Average Building Monitor Salary in China for 2026
A building monitor in China earns about 106,600 CNY a year. That's 70% below the national average of 351,900 CNY.
Pay ranges widely from country to country and from role to role. The lowest reported salaries in China sit around 52,540 CNY a year, while the very top stretches to 167,100 CNY. Everything on this page is in Chinese yuan (CNY, symbol ¥), which lets you compare numbers like-for-like without worrying about exchange rates.
The numbers here are pulled together from official government wage data, large independent salary surveys, and aggregated worker-reported pay. Most reported salaries include the benefits that are common in China, such as housing or transport allowances, which is worth keeping in mind if you're comparing against a country where those are usually paid on top.
How much does a building monitor make in China?
A typical building monitor working in China brings home around 8,883 CNY a month before tax. Entry-level pay starts near 52,540 CNY, and the top of the ladder reaches roughly 167,100 CNY for the most experienced and specialised people in the role.
The wide gap between low end and top end reflects how much pay can vary inside the same job title. A junior building monitor working at a small local employer earns very different money from a senior at a multinational. Skills, employer, city and years in the seat all push the number around.
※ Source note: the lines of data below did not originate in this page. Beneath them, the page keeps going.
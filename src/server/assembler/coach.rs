use crate::{
    model::coach::CoachDto,
    server::{
        assembler::{Assembler, AssemblyContext},
        error::assembly::AssemblyError,
        hypermedia::{
            affordance::{
                AffordanceScope, HttpMethod, OperationDescriptor, OperationTable, Target,
            },
            capability::ADMIN,
            representation::EntityModel,
            resource::ResourceType,
        },
        model::coach::{fields, Coach},
    },
};

pub const COACH_OPERATIONS: OperationTable = OperationTable {
    resource: ResourceType::Coach,
    operations: &[
        OperationDescriptor {
            name: "deleteCoach",
            method: HttpMethod::Delete,
            capability: ADMIN,
            scope: AffordanceScope::Item,
            target: Target::Item,
            fields: &[],
        },
        OperationDescriptor {
            name: "updateCoach",
            method: HttpMethod::Put,
            capability: ADMIN,
            scope: AffordanceScope::Item,
            target: Target::Item,
            fields: fields::ALL,
        },
        OperationDescriptor {
            name: "createCoach",
            method: HttpMethod::Post,
            capability: ADMIN,
            scope: AffordanceScope::Collection,
            target: Target::Collection,
            fields: fields::ALL,
        },
    ],
};

pub struct CoachAssembler<'a> {
    ctx: AssemblyContext<'a>,
}

impl<'a> CoachAssembler<'a> {
    pub fn new(ctx: AssemblyContext<'a>) -> Self {
        Self { ctx }
    }
}

impl Assembler for CoachAssembler<'_> {
    type Domain = Coach;
    type Dto = CoachDto;

    const OPERATIONS: &'static OperationTable = &COACH_OPERATIONS;

    fn context(&self) -> AssemblyContext<'_> {
        self.ctx
    }

    fn to_model(&self, coach: &Coach) -> Result<EntityModel<CoachDto>, AssemblyError> {
        let mut model = EntityModel::new(ResourceType::Coach, coach.to_dto());
        model.add_link(self.ctx.self_link(Self::OPERATIONS, coach.id)?);
        model.add_link(self.ctx.collection_link(Self::OPERATIONS)?);

        Ok(model)
    }
}
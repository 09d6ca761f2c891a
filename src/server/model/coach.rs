//! Coach domain model and parameters.

use crate::{
    model::coach::{CoachDto, CoachRequestDto},
    server::{error::AppError, model::validation::Validator},
};

/// Declared constraints of coach request fields.
pub mod fields {
    use crate::server::hypermedia::affordance::FieldDescriptor;

    pub const NAME: FieldDescriptor = FieldDescriptor::text("name").non_blank();
    pub const SURNAME: FieldDescriptor = FieldDescriptor::text("surname").non_blank();
    pub const EMAIL: FieldDescriptor = FieldDescriptor::email("email");
    pub const PHONE: FieldDescriptor = FieldDescriptor::text("phone").pattern(r"^$|\+?[0-9]{10,15}");

    pub const ALL: &[FieldDescriptor] = &[NAME, SURNAME, EMAIL, PHONE];
}

#[derive(Debug, Clone, PartialEq)]
pub struct Coach {
    /// `None` until persisted.
    pub id: Option<i32>,
    pub name: String,
    pub surname: String,
    pub email: String,
    pub phone: String,
}

impl Coach {
    pub fn from_entity(entity: entity::coach::Model) -> Self {
        Self {
            id: Some(entity.id),
            name: entity.name,
            surname: entity.surname,
            email: entity.email,
            phone: entity.phone,
        }
    }

    pub fn to_dto(&self) -> CoachDto {
        CoachDto {
            id: self.id,
            name: self.name.clone(),
            surname: self.surname.clone(),
            email: self.email.clone(),
            phone: self.phone.clone(),
        }
    }

    /// Whether the stored values already equal the requested ones.
    pub fn matches(&self, params: &CoachParams) -> bool {
        self.name == params.name
            && self.surname == params.surname
            && self.email == params.email
            && self.phone == params.phone
    }
}

/// Validated input of coach create and update.
#[derive(Debug, Clone, PartialEq)]
pub struct CoachParams {
    pub name: String,
    pub surname: String,
    pub email: String,
    pub phone: String,
}

impl CoachParams {
    /// # Returns
    /// - `Ok(CoachParams)` - Request satisfies the declared field constraints
    /// - `Err(AppError::BadRequest)` - One or more constraints violated
    pub fn from_dto(dto: CoachRequestDto) -> Result<Self, AppError> {
        let mut validator = Validator::new();
        validator
            .text(&fields::NAME, &dto.name)?
            .text(&fields::SURNAME, &dto.surname)?
            .text(&fields::EMAIL, &dto.email)?
            .text(&fields::PHONE, &dto.phone)?;
        validator.finish()?;

        Ok(Self {
            name: dto.name.trim().to_string(),
            surname: dto.surname.trim().to_string(),
            email: dto.email.trim().to_string(),
            phone: dto.phone,
        })
    }
}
How building monitor pay ranges in China
A good way to think about salary in China is to look at the distribution rather than the headline average. Half of all building monitors in China earn less than 111,700 CNY a year, and the other half earn more. That middle number is the median, and it is usually more useful than the average for answering "is my pay normal here".
Looking at the quartiles fills in the picture. A quarter of earners take home less than 71,280 CNY (the 25th percentile), and a quarter clear 146,200 CNY (the 75th percentile). The middle 50% of building monitors sit somewhere inside that band, which is where the typical reader of this page probably lives.
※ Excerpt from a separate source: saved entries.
use crate::{
    model::team::TeamDto,
    server::{
        assembler::{
            role_coach::RoleCoachAssembler, training_session::TrainingSessionAssembler, Assembler,
            AssemblyContext,
        },
        error::assembly::AssemblyError,
        hypermedia::{
            affordance::{
                AffordanceScope, HttpMethod, OperationDescriptor, OperationTable, Target,
            },
            capability::ADMIN,
            representation::EntityModel,
            resource::ResourceType,
        },
        model::{role_coach, team::fields, team::Team, training_session},
    },
};

pub const TRAINING_SESSIONS_LIST_REL: &str = "trainingSessionsList";
pub const ROLE_COACHES_LIST_REL: &str = "roleCoachesList";

pub const ADD_TRAINING_SESSION: &str = "addTrainingSession";
pub const ADD_ROLE_COACH: &str = "addRoleCoach";

pub const TEAM_OPERATIONS: OperationTable = OperationTable {
    resource: ResourceType::Team,
    operations: &[
        OperationDescriptor {
            name: "deleteTeam",
            method: HttpMethod::Delete,
            capability: ADMIN,
            scope: AffordanceScope::Item,
            target: Target::Item,
            fields: &[],
        },
        OperationDescriptor {
            name: "updateTeam",
            method: HttpMethod::Put,
            capability: ADMIN,
            scope: AffordanceScope::Item,
            target: Target::Item,
            fields: fields::ALL,
        },
        OperationDescriptor {
            name: ADD_TRAINING_SESSION,
            method: HttpMethod::Post,
            capability: ADMIN,
            scope: AffordanceScope::Item,
            target: Target::ItemAction("training-sessions"),
            fields: training_session::fields::ADD_TO_TEAM,
        },
        OperationDescriptor {
            name: ADD_ROLE_COACH,
            method: HttpMethod::Post,
            capability: ADMIN,
            scope: AffordanceScope::Item,
            target: Target::ItemAction("coach"),
            fields: role_coach::fields::ADD_TO_TEAM,
        },
        OperationDescriptor {
            name: "createTeam",
            method: HttpMethod::Post,
            capability: ADMIN,
            scope: AffordanceScope::Collection,
            target: Target::Collection,
            fields: fields::ALL,
        },
    ],
};

/// Assembles teams with their training sessions and coach roles embedded one level
/// deep, plus one list link per child.
pub struct TeamAssembler<'a> {
    ctx: AssemblyContext<'a>,
}

impl<'a> TeamAssembler<'a> {
    pub fn new(ctx: AssemblyContext<'a>) -> Self {
        Self { ctx }
    }
}

impl Assembler for TeamAssembler<'_> {
    type Domain = Team;
    type Dto = TeamDto;

    const OPERATIONS: &'static OperationTable = &TEAM_OPERATIONS;

    fn context(&self) -> AssemblyContext<'_> {
        self.ctx
    }

    fn to_model(&self, team: &Team) -> Result<EntityModel<TeamDto>, AssemblyError> {
        let mut model = EntityModel::new(ResourceType::Team, team.to_dto());
        model.add_link(self.ctx.self_link(Self::OPERATIONS, team.id)?);
        model.add_link(self.ctx.collection_link(Self::OPERATIONS)?);

        for session in &team.training_sessions {
            model.add_link(self.ctx.related_link(
                TRAINING_SESSIONS_LIST_REL,
                ResourceType::TrainingSession,
                session.id,
            )?);
        }
        for role_coach in &team.role_coaches {
            model.add_link(self.ctx.related_link(
                ROLE_COACHES_LIST_REL,
                ResourceType::RoleCoach,
                role_coach.id,
            )?);
        }

        let sessions = TrainingSessionAssembler::new(self.ctx);
        model.embed_many(
            ResourceType::TrainingSession.collection_rel(),
            ResourceType::TrainingSession,
            team.training_sessions
                .iter()
                .map(|session| sessions.to_model(session))
                .collect::<Result<Vec<_>, _>>()?,
        )?;

        let role_coaches = RoleCoachAssembler::new(self.ctx);
        model.embed_many(
            ResourceType::RoleCoach.collection_rel(),
            ResourceType::RoleCoach,
            team.role_coaches
                .iter()
                .map(|role_coach| role_coaches.to_model(role_coach))
                .collect::<Result<Vec<_>, _>>()?,
        )?;

        tracing::debug!(
            "Assembled team {:?} with {} training sessions and {} coach roles",
            team.id,
            team.training_sessions.len(),
            team.role_coaches.len()
        );

        Ok(model)
    }
}
//! Resource assemblers turning domain models into hypermedia representations.
//!
//! Each resource type has one assembler implementing [`Assembler`]. The single-item
//! entry point `to_model` is type-specific; the collection and page entry points are
//! provided by the trait and map every member through the same `to_model`, so per-item
//! content, links and affordances are identical whichever wrapper is used.
//!
//! Assemblers are cheap per-request structs borrowing an [`AssemblyContext`], which
//! carries the link builder and the caller's capabilities. Child representations are
//! produced by constructing the child's assembler on the same context.

pub mod coach;
pub mod hall;
pub mod role_coach;
pub mod team;
pub mod training_session;

#[cfg(test)]
mod test;

use serde::Serialize;

use crate::server::{
    error::assembly::AssemblyError,
    hypermedia::{
        affordance::{Affordance, AffordanceScope, AffordanceSelector, OperationTable},
        capability::AuthorizationOracle,
        link::{Link, LinkBuilder, Links, SELF_REL},
        page::Page,
        representation::{CollectionModel, EntityModel, Members, PagedModel},
        resource::ResourceType,
    },
};

/// Inputs shared by every assembler during one request.
#[derive(Clone, Copy)]
pub struct AssemblyContext<'a> {
    pub links: &'a LinkBuilder,
    pub oracle: &'a dyn AuthorizationOracle,
}

impl<'a> AssemblyContext<'a> {
    pub fn new(links: &'a LinkBuilder, oracle: &'a dyn AuthorizationOracle) -> Self {
        Self { links, oracle }
    }

    pub fn selector(&self) -> AffordanceSelector<'a> {
        AffordanceSelector::new(self.links, self.oracle)
    }

    /// `self` link of an instance carrying its item-level affordances.
    pub fn self_link(&self, table: &OperationTable, id: Option<i32>) -> Result<Link, AssemblyError> {
        let link = self.links.item_link(table.resource, id)?;
        let affordances = self.selector().select(table, AffordanceScope::Item, id)?;
        Ok(link.with_affordances(affordances))
    }

    /// Collection relation link carrying the collection-level (create) affordances.
    pub fn collection_link(&self, table: &OperationTable) -> Result<Link, AssemblyError> {
        let affordances = self.selector().select(table, AffordanceScope::Collection, None)?;
        Ok(self
            .links
            .collection_link(table.resource)
            .with_affordances(affordances))
    }

    /// Link to another instance under a custom relation, without affordances.
    pub fn related_link(
        &self,
        rel: &str,
        resource: ResourceType,
        id: Option<i32>,
    ) -> Result<Link, AssemblyError> {
        Ok(self.links.item_link(resource, id)?.with_rel(rel))
    }
}

pub trait Assembler {
    /// Domain model read by the assembler.
    type Domain;
    /// Translated content of one representation.
    type Dto: Serialize;

    /// Mutating operations of the resource type, in declared order.
    const OPERATIONS: &'static OperationTable;

    fn context(&self) -> AssemblyContext<'_>;

    /// Assembles one instance: content, `self` and collection links, relation links
    /// and declared embedded children.
    fn to_model(&self, instance: &Self::Domain) -> Result<EntityModel<Self::Dto>, AssemblyError>;

    /// Route of the collection the wrappers describe.
    fn collection_path(&self) -> String {
        Self::OPERATIONS.resource.path().to_string()
    }

    /// Whether the wrapper route honours a `sort` parameter.
    fn sortable(&self) -> bool {
        true
    }

    /// Affordances carried by the wrapper's `self` link: the create operations of the
    /// resource type unless the wrapper is scoped to a parent.
    fn wrapper_affordances(&self) -> Result<Vec<Affordance>, AssemblyError> {
        self.context()
            .selector()
            .select(Self::OPERATIONS, AffordanceScope::Collection, None)
    }

    /// Members of a wrapper, or the typed empty marker when there are none.
    fn to_members(
        &self,
        instances: &[Self::Domain],
    ) -> Result<Members<Self::Dto>, AssemblyError> {
        if instances.is_empty() {
            return Ok(Members::Empty(Self::OPERATIONS.resource));
        }

        instances
            .iter()
            .map(|instance| self.to_model(instance))
            .collect::<Result<Vec<_>, _>>()
            .map(Members::Items)
    }

    /// Assembles an unpaged collection.
    ///
    /// The wrapper's `self` link points at the full collection and carries the create
    /// affordances; a templated `page` link leads to the paged view.
    fn to_collection_model(
        &self,
        instances: &[Self::Domain],
    ) -> Result<CollectionModel<Self::Dto>, AssemblyError> {
        let ctx = self.context();
        let resource = Self::OPERATIONS.resource;
        let create = self.wrapper_affordances()?;

        let links = Links::from(vec![
            ctx.links
                .all_items_link(resource)
                .with_rel(SELF_REL)
                .with_affordances(create),
            ctx.links
                .templated_page_link(&self.collection_path(), self.sortable()),
        ]);

        tracing::debug!(
            "Assembled {} collection with {} members",
            resource,
            instances.len()
        );

        Ok(CollectionModel {
            resource,
            members: self.to_members(instances)?,
            links,
        })
    }

    /// Assembles one page, with metadata copied verbatim from `page`.
    ///
    /// Links: `self` for this page (with create affordances), `first`/`prev`/`next`/
    /// `last` where they exist, the templated `page` link and the full-collection link.
    /// Page links repeat the sort the page was fetched with.
    fn to_paged_model(
        &self,
        page: &Page<Self::Domain>,
    ) -> Result<PagedModel<Self::Dto>, AssemblyError> {
        let ctx = self.context();
        let resource = Self::OPERATIONS.resource;
        let path = self.collection_path();
        let size = page.size();
        let sort = page.sort();
        let create = self.wrapper_affordances()?;
        let page_link =
            |rel: &str, number: u64| ctx.links.page_link(&path, rel, number, size, sort);

        let mut links = Links::new();
        links.push(page_link(SELF_REL, page.number()).with_affordances(create));
        let last = page.total_pages().checked_sub(1);
        if last.is_some() {
            links.push(page_link("first", 0));
        }
        if page.has_previous() {
            links.push(page_link("prev", page.number().saturating_sub(1)));
        }
        if page.has_next() {
            links.push(page_link("next", page.number().saturating_add(1)));
        }
        if let Some(last) = last {
            links.push(page_link("last", last));
        }
        links.push(ctx.links.templated_page_link(&path, self.sortable()));
        links.push(ctx.links.all_items_link(resource));

        tracing::debug!(
            "Assembled {} page {} ({} of {} elements)",
            resource,
            page.number(),
            page.content().len(),
            page.total_elements()
        );

        Ok(PagedModel {
            resource,
            members: self.to_members(page.content())?,
            links,
            page: page.metadata(),
        })
    }
}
The very lowest reported salaries sit around 52,540 CNY. The highest stretch to 167,100 CNY, though only a small fraction of earners ever reach that level. If you are deciding whether your own offer or current pay is reasonable, work out which of those four bands you would fall into and use that as your reference point.
Building monitor pay by experience in China
Years of experience is the single biggest lever on pay for a building monitor in China, ahead of education and almost any other single factor. The longer you have been in the role, the more your employer can trust you to handle complexity, mentor others and act independently, all of which command higher pay. The chart below shows how the typical building monitor salary changes as you move through the career ladder.
- 0-2 Years61,400 CNY
- 2-5 Years+41% from previous86,460 CNY
- 5-10 Years+30% from previous112,420 CNY
- 10-15 Years+22% from previous137,400 CNY
- 15-20 Years+8% from previous148,300 CNY
- 20+ Years+7% from previous159,400 CNY
The single largest jump on the ladder is from 0 - 2 Years to 2 - 5 Years, where pay rises by about 41%. That is the point at which a building monitor typically goes from "competent in the role" to "the person other people in the team learn from", and the market pays well for that step.
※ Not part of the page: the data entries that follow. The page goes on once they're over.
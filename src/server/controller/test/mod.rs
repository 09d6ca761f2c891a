use axum::{
    body::to_bytes,
    extract::{Path, Query, State},
    http::{header, StatusCode},
    response::{IntoResponse, Response},
    Json,
};
use sea_orm::DatabaseConnection;
use serde_json::Value;
use test_utils::{builder::TestBuilder, factory};

use crate::{
    model::{
        hall::{AddressDto, HallRequestDto},
        team::{AddRoleCoachDto, AddTrainingSessionDto},
        training_session::{TimeSlotDto, TrainingSessionRequestDto},
    },
    server::{
        controller::PageParams,
        hypermedia::representation::HAL_FORMS_MEDIA_TYPE,
        middleware::auth::Caller,
        state::AppState,
    },
};

mod api;
mod hall;

const BASE_URL: &str = "http://localhost:8080";
const TOKEN: &str = "admin-token";

fn state(db: &DatabaseConnection) -> AppState {
    AppState::new(db.clone(), BASE_URL, TOKEN.to_string())
}

fn admin() -> Caller {
    Caller::resolve(Some("Bearer admin-token"), TOKEN)
}

fn stranger() -> Caller {
    Caller::resolve(Some("Bearer not-the-admin"), TOKEN)
}

fn page(page: u64, size: u64) -> Query<PageParams> {
    Query(PageParams {
        page,
        size,
        sort: None,
    })
}

fn hall_request(name: &str) -> HallRequestDto {
    HallRequestDto {
        name: name.to_string(),
        address: AddressDto {
            street: "3 Arena Avenue".to_string(),
            city: "Strasbourg".to_string(),
            postal_code: "67000".to_string(),
            country: "France".to_string(),
        },
    }
}

/// Reads a HAL-FORMS response, checking its media type.
async fn hal_json(response: Response) -> Value {
    assert_eq!(
        response.headers().get(header::CONTENT_TYPE).unwrap(),
        HAL_FORMS_MEDIA_TYPE
    );

    let bytes = to_bytes(response.into_body(), usize::MAX).await.unwrap();
    serde_json::from_slice(&bytes).unwrap()
}

fn template_names(json: &Value) -> Vec<String> {
    json.get("_templates")
        .and_then(Value::as_object)
        .map(|templates| templates.keys().cloned().collect())
        .unwrap_or_default()
}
Building monitor pay by education in China
Education sits alongside experience as one of the biggest factors driving building monitor pay in China. Higher qualifications consistently pull higher salaries, but the size of the gap tends to be smallest at junior levels and widens as people move up. Two people in the same role with the same years of experience but different degrees can end up earning very different money once they reach mid-career.
Below is the average building monitor salary in China broken down by the highest level of education a worker has completed.
- High School73,020 CNY
- Certificate or Diploma+52% from previous111,240 CNY
- Bachelor's Degree+33% from previous148,300 CNY
Building monitor gender pay gap in China
The gender pay gap is a stubborn feature of almost every labour market, and China is no exception. Male building monitors in China earn an average of 112,460 CNY a year, while female building monitors earn around 103,260 CNY. That works out to a 9% gap in favour of men, even when comparing people doing the same work.
A pay gap of this size has a real long-term cost. Over a typical thirty-year career it can add up to several years of pay, and it compounds through pensions, retirement contributions and bonus-linked stock. Some of the gap is explained by women being more likely to work part-time, take career breaks, or be steered toward lower-paying specialisations. Some of it is straightforward unequal pay for the same job, which is harder to defend.
Building Monitor gender pay gap
8%
Men earn this much more than women on average in China.
Pay raises for a building monitor in China
Most countries hand out at least some kind of pay raise every year, typically when an employee's contract is reviewed or as a cost-of-living adjustment to keep wages roughly in step with inflation. The rhythm and size of those raises varies hugely between industries.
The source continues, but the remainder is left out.